## What is being asked
Make a verbatim copy of all the records.

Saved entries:
◇ ◇ ◇ ◇ ◇

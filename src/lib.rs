//! # cubeplan
//!
//! Query planning and execution core for multidimensional analytics.
//!
//! cubeplan compiles declarative queries (dimensions, measures, filters,
//! rollups, pivots) into a dependency graph of intermediate tabular results,
//! prefetches primitive aggregates from a backing [`QueryEngine`], evaluates
//! computed measures in dependency order, caches reusable columns across
//! queries, and shapes the final [`ColumnarTable`] or [`PivotTable`] for the
//! user.
//!
//! ## Usage
//!
//! ```ignore
//! use cubeplan::{Measure, QueryDto, QueryExecutor};
//!
//! let executor = QueryExecutor::new(engine);
//! let query = QueryDto::from("sales")
//!     .with_column("country")
//!     .with_rollup("country")
//!     .with_measure(Measure::sum("revenue", "revenue"));
//!
//! let result = executor.execute_query(&query)?;
//! println!("{}", result);
//! ```

pub mod cache;
pub mod engine;
pub mod executor;
pub mod loader;
pub mod measure;
pub mod plan;
pub mod query;
pub mod resolver;
pub mod schema;
pub mod table;
pub mod value;

pub use cache::{CacheKey, CacheStats, EmptyQueryCache, GlobalCache, LruQueryCache, Principal, QueryCache};
pub use engine::{DatabaseQuery, Datastore, EngineError, EngineErrorKind, QueryEngine};
pub use executor::{
    default_query_limit, CancellationToken, ExecuteError, QueryExecutor, QueryOptions,
};
pub use loader::{BatchLoader, DataLoader, LoadError, TableWriter};
pub use measure::{Aggregation, BinaryOperator, ComparisonMethod, Measure, PeriodShift};
pub use plan::{DependencyGraph, ExecutionPlan, QueryPlanNodeKey, QueryScope};
pub use query::{
    CacheMode, ColumnSet, ConditionOp, Criteria, GroupColumnSet, GroupDto, Order, OrderBy,
    PivotQueryDto, QueryDto,
};
pub use resolver::{QueryResolver, ResolveError};
pub use schema::{Catalog, Field, FieldType, Store, TypedField};
pub use table::{ColumnarTable, Header, PivotTable};
pub use value::Value;
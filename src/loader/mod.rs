//! Data loading
//!
//! The loader pushes rows into backend tables through a [`TableWriter`].
//! Freshly created tables are eventually consistent on several backends, so
//! `load` retries transient insert failures with exponential backoff before
//! giving up with the last backend error.

use std::fmt;
use std::time::Duration;

use tracing::info;

use crate::engine::{EngineError, EngineErrorKind};
use crate::schema::{Field, FieldType};
use crate::value::Value;

/// Sleeps of 1, 2, 4, 8, 16 seconds before aborting
const MAX_SLEEPS: u32 = 5;

/// Write surface of a backend: table lifecycle plus bulk inserts
pub trait TableWriter: Send + Sync {
    fn create_table(&self, name: &str, fields: &[Field]) -> Result<(), EngineError>;

    fn drop_table(&self, name: &str) -> Result<(), EngineError>;

    fn fields(&self, name: &str) -> Result<Vec<Field>, EngineError>;

    fn insert(&self, name: &str, rows: &[Vec<Value>]) -> Result<(), EngineError>;
}

/// The loading contract
pub trait DataLoader {
    /// Idempotent create: an existing table is dropped and recreated
    fn drop_and_create_in_memory_table(
        &self,
        name: &str,
        fields: &[Field],
    ) -> Result<(), LoadError>;

    /// Insert tuples, retrying transient backend errors
    fn load(&self, store: &str, rows: Vec<Vec<Value>>) -> Result<(), LoadError>;

    fn load_csv(
        &self,
        _store: &str,
        _path: &str,
        _delimiter: &str,
        _header: bool,
    ) -> Result<(), LoadError> {
        Err(LoadError::Unsupported("CSV loading".to_string()))
    }
}

/// Loader over any [`TableWriter`].
///
/// `base_delay` is the first backoff sleep; production use keeps the default
/// one second, tests shrink it.
pub struct BatchLoader<W: TableWriter> {
    writer: W,
    base_delay: Duration,
}

impl<W: TableWriter> BatchLoader<W> {
    pub fn new(writer: W) -> Self {
        Self {
            writer,
            base_delay: Duration::from_secs(1),
        }
    }

    pub fn with_base_delay(writer: W, base_delay: Duration) -> Self {
        Self { writer, base_delay }
    }

    pub fn writer(&self) -> &W {
        &self.writer
    }

    /// Serialize one tuple for the wire: temporal values as ISO-8601 text,
    /// object-typed fields as JSON text.
    fn serialize_row(&self, fields: &[Field], row: &[Value]) -> Result<Vec<Value>, LoadError> {
        if row.len() != fields.len() {
            return Err(LoadError::Arity {
                expected: fields.len(),
                got: row.len(),
            });
        }
        let serialized = fields
            .iter()
            .zip(row.iter())
            .map(|(field, value)| match value {
                Value::Null => Value::Null,
                Value::Date(d) => Value::Str(d.format("%Y-%m-%d").to_string()),
                Value::DateTime(d) => Value::Str(d.format("%Y-%m-%dT%H:%M:%S").to_string()),
                Value::Object(o) => Value::Str(o.to_string()),
                other if field.field_type == FieldType::Object => {
                    Value::Str(other.to_json().to_string())
                }
                other => other.clone(),
            })
            .collect();
        Ok(serialized)
    }
}

impl<W: TableWriter> DataLoader for BatchLoader<W> {
    fn drop_and_create_in_memory_table(
        &self,
        name: &str,
        fields: &[Field],
    ) -> Result<(), LoadError> {
        match self.writer.create_table(name, fields) {
            Ok(()) => Ok(()),
            Err(e) if e.kind == EngineErrorKind::AlreadyExists => {
                self.writer.drop_table(name)?;
                self.writer.create_table(name, fields)?;
                Ok(())
            }
            Err(e) => Err(e.into()),
        }
    }

    fn load(&self, store: &str, rows: Vec<Vec<Value>>) -> Result<(), LoadError> {
        let fields = self.writer.fields(store)?;
        let serialized: Vec<Vec<Value>> = rows
            .iter()
            .map(|row| self.serialize_row(&fields, row))
            .collect::<Result<_, _>>()?;

        // Table creation is eventually consistent; inserts right after a
        // create can fail transiently, so back off and retry.
        let mut sleep_time = self.base_delay;
        let mut attempt = 0;
        loop {
            match self.writer.insert(store, &serialized) {
                Ok(()) => return Ok(()),
                Err(e) if e.kind == EngineErrorKind::Transient => {
                    std::thread::sleep(sleep_time);
                    if attempt < MAX_SLEEPS {
                        sleep_time *= 2;
                        attempt += 1;
                        info!(store, attempt, "insert retry");
                    } else {
                        info!(store, "insert aborted after {} attempts", MAX_SLEEPS);
                        return Err(e.into());
                    }
                }
                Err(e) => return Err(e.into()),
            }
        }
    }
}

/// Loading errors
#[derive(Debug)]
pub enum LoadError {
    /// The backend refused the operation
    Engine(EngineError),
    /// A tuple does not match the store's field count
    Arity { expected: usize, got: usize },
    /// The operation is not implemented by this loader
    Unsupported(String),
}

impl fmt::Display for LoadError {
    fn fmt(&self, f: &mut fmt::Formatter<'_>) -> fmt::Result {
        match self {
            LoadError::Engine(e) => write!(f, "{}", e),
            LoadError::Arity { expected, got } => {
                write!(f, "Tuple has {} values, store has {} fields", got, expected)
            }
            LoadError::Unsupported(what) => write!(f, "{} is not supported", what),
        }
    }
}

impl std::error::Error for LoadError {
    fn source(&self) -> Option<&(dyn std::error::Error + 'static)> {
        match self {
            LoadError::Engine(e) => Some(e),
            _ => None,
        }
    }
}

impl From<EngineError> for LoadError {
    fn from(e: EngineError) -> Self {
        LoadError::Engine(e)
    }
}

◇ ◇ ◇ ◇ ◇

## Reply to the task
filename src/lib.rs
//! # cubeplan
//!
//! Query planning and execution core for multidimensional analytics.
//!
//! cubeplan compiles declarative queries (dimensions, measures, filters,
//! rollups, pivots) into a dependency graph of intermediate tabular results,
//! prefetches primitive aggregates from a backing [`QueryEngine`], evaluates
//! computed measures in dependency order, caches reusable columns across
//! queries, and shapes the final [`ColumnarTable`] or [`PivotTable`] for the
//! user.
//!
//! ## Usage
//!
//! ```ignore
//! use cubeplan::{Measure, QueryDto, QueryExecutor};
//!
//! let executor = QueryExecutor::new(engine);
//! let query = QueryDto::from("sales")
//!     .with_column("country")
//!     .with_rollup("country")
//!     .with_measure(Measure::sum("revenue", "revenue"));
//!
//! let result = executor.execute_query(&query)?;
//! println!("{}", result);
//! ```

pub mod cache;
pub mod engine;
pub mod executor;
pub mod loader;
pub mod measure;
pub mod plan;
pub mod query;
pub mod resolver;
pub mod schema;
pub mod table;
pub mod value;

pub use cache::{CacheKey, CacheStats, EmptyQueryCache, GlobalCache, LruQueryCache, Principal, QueryCache};
pub use engine::{DatabaseQuery, Datastore, EngineError, EngineErrorKind, QueryEngine};
pub use executor::{
    default_query_limit, CancellationToken, ExecuteError, QueryExecutor, QueryOptions,
};
pub use loader::{BatchLoader, DataLoader, LoadError, TableWriter};
pub use measure::{Aggregation, BinaryOperator, ComparisonMethod, Measure, PeriodShift};
pub use plan::{DependencyGraph, ExecutionPlan, QueryPlanNodeKey, QueryScope};
pub use query::{
    CacheMode, ColumnSet, ConditionOp, Criteria, GroupColumnSet, GroupDto, Order, OrderBy,
    PivotQueryDto, QueryDto,
};
pub use resolver::{QueryResolver, ResolveError};
pub use schema::{Catalog, Field, FieldType, Store, TypedField};
pub use table::{ColumnarTable, Header, PivotTable};
pub use value::Value;
filename src/loader/mod.rs
//! Data loading
//!
//! The loader pushes rows into backend tables through a [`TableWriter`].
//! Freshly created tables are eventually consistent on several backends, so
//! `load` retries transient insert failures with exponential backoff before
//! giving up with the last backend error.

use std::fmt;
use std::time::Duration;

use tracing::info;

use crate::engine::{EngineError, EngineErrorKind};
use crate::schema::{Field, FieldType};
use crate::value::Value;

/// Sleeps of 1, 2, 4, 8, 16 seconds before aborting
const MAX_SLEEPS: u32 = 5;

/// Write surface of a backend: table lifecycle plus bulk inserts
pub trait TableWriter: Send + Sync {
    fn create_table(&self, name: &str, fields: &[Field]) -> Result<(), EngineError>;

    fn drop_table(&self, name: &str) -> Result<(), EngineError>;

    fn fields(&self, name: &str) -> Result<Vec<Field>, EngineError>;

    fn insert(&self, name: &str, rows: &[Vec<Value>]) -> Result<(), EngineError>;
}

/// The loading contract
pub trait DataLoader {
    /// Idempotent create: an existing table is dropped and recreated
    fn drop_and_create_in_memory_table(
        &self,
        name: &str,
        fields: &[Field],
    ) -> Result<(), LoadError>;

    /// Insert tuples, retrying transient backend errors
    fn load(&self, store: &str, rows: Vec<Vec<Value>>) -> Result<(), LoadError>;

    fn load_csv(
        &self,
        _store: &str,
        _path: &str,
        _delimiter: &str,
        _header: bool,
    ) -> Result<(), LoadError> {
        Err(LoadError::Unsupported("CSV loading".to_string()))
    }
}

/// Loader over any [`TableWriter`].
///
/// `base_delay` is the first backoff sleep; production use keeps the default
/// one second, tests shrink it.
pub struct BatchLoader<W: TableWriter> {
    writer: W,
    base_delay: Duration,
}

impl<W: TableWriter> BatchLoader<W> {
    pub fn new(writer: W) -> Self {
        Self {
            writer,
            base_delay: Duration::from_secs(1),
        }
    }

    pub fn with_base_delay(writer: W, base_delay: Duration) -> Self {
        Self { writer, base_delay }
    }

    pub fn writer(&self) -> &W {
        &self.writer
    }

    /// Serialize one tuple for the wire: temporal values as ISO-8601 text,
    /// object-typed fields as JSON text.
    fn serialize_row(&self, fields: &[Field], row: &[Value]) -> Result<Vec<Value>, LoadError> {
        if row.len() != fields.len() {
            return Err(LoadError::Arity {
                expected: fields.len(),
                got: row.len(),
            });
        }
        let serialized = fields
            .iter()
            .zip(row.iter())
            .map(|(field, value)| match value {
                Value::Null => Value::Null,
                Value::Date(d) => Value::Str(d.format("%Y-%m-%d").to_string()),
                Value::DateTime(d) => Value::Str(d.format("%Y-%m-%dT%H:%M:%S").to_string()),
                Value::Object(o) => Value::Str(o.to_string()),
                other if field.field_type == FieldType::Object => {
                    Value::Str(other.to_json().to_string())
                }
                other => other.clone(),
            })
            .collect();
        Ok(serialized)
    }
}

impl<W: TableWriter> DataLoader for BatchLoader<W> {
    fn drop_and_create_in_memory_table(
        &self,
        name: &str,
        fields: &[Field],
    ) -> Result<(), LoadError> {
        match self.writer.create_table(name, fields) {
            Ok(()) => Ok(()),
            Err(e) if e.kind == EngineErrorKind::AlreadyExists => {
                self.writer.drop_table(name)?;
                self.writer.create_table(name, fields)?;
                Ok(())
            }
            Err(e) => Err(e.into()),
        }
    }

    fn load(&self, store: &str, rows: Vec<Vec<Value>>) -> Result<(), LoadError> {
        let fields = self.writer.fields(store)?;
        let serialized: Vec<Vec<Value>> = rows
            .iter()
            .map(|row| self.serialize_row(&fields, row))
            .collect::<Result<_, _>>()?;

        // Table creation is eventually consistent; inserts right after a
        // create can fail transiently, so back off and retry.
        let mut sleep_time = self.base_delay;
        let mut attempt = 0;
        loop {
            match self.writer.insert(store, &serialized) {
                Ok(()) => return Ok(()),
                Err(e) if e.kind == EngineErrorKind::Transient => {
                    std::thread::sleep(sleep_time);
                    if attempt < MAX_SLEEPS {
                        sleep_time *= 2;
                        attempt += 1;
                        info!(store, attempt, "insert retry");
                    } else {
                        info!(store, "insert aborted after {} attempts", MAX_SLEEPS);
                        return Err(e.into());
                    }
                }
                Err(e) => return Err(e.into()),
            }
        }
    }
}

/// Loading errors
#[derive(Debug)]
pub enum LoadError {
    /// The backend refused the operation
    Engine(EngineError),
    /// A tuple does not match the store's field count
    Arity { expected: usize, got: usize },
    /// The operation is not implemented by this loader
    Unsupported(String),
}

impl fmt::Display for LoadError {
    fn fmt(&self, f: &mut fmt::Formatter<'_>) -> fmt::Result {
        match self {
            LoadError::Engine(e) => write!(f, "{}", e),
            LoadError::Arity { expected, got } => {
                write!(f, "Tuple has {} values, store has {} fields", got, expected)
            }
            LoadError::Unsupported(what) => write!(f, "{} is not supported", what),
        }
    }
}

impl std::error::Error for LoadError {
    fn source(&self) -> Option<&(dyn std::error::Error + 'static)> {
        match self {
            LoadError::Engine(e) => Some(e),
            _ => None,
        }
    }
}

impl From<EngineError> for LoadError {
    fn from(e: EngineError) -> Self {
        LoadError::Engine(e)
    }
}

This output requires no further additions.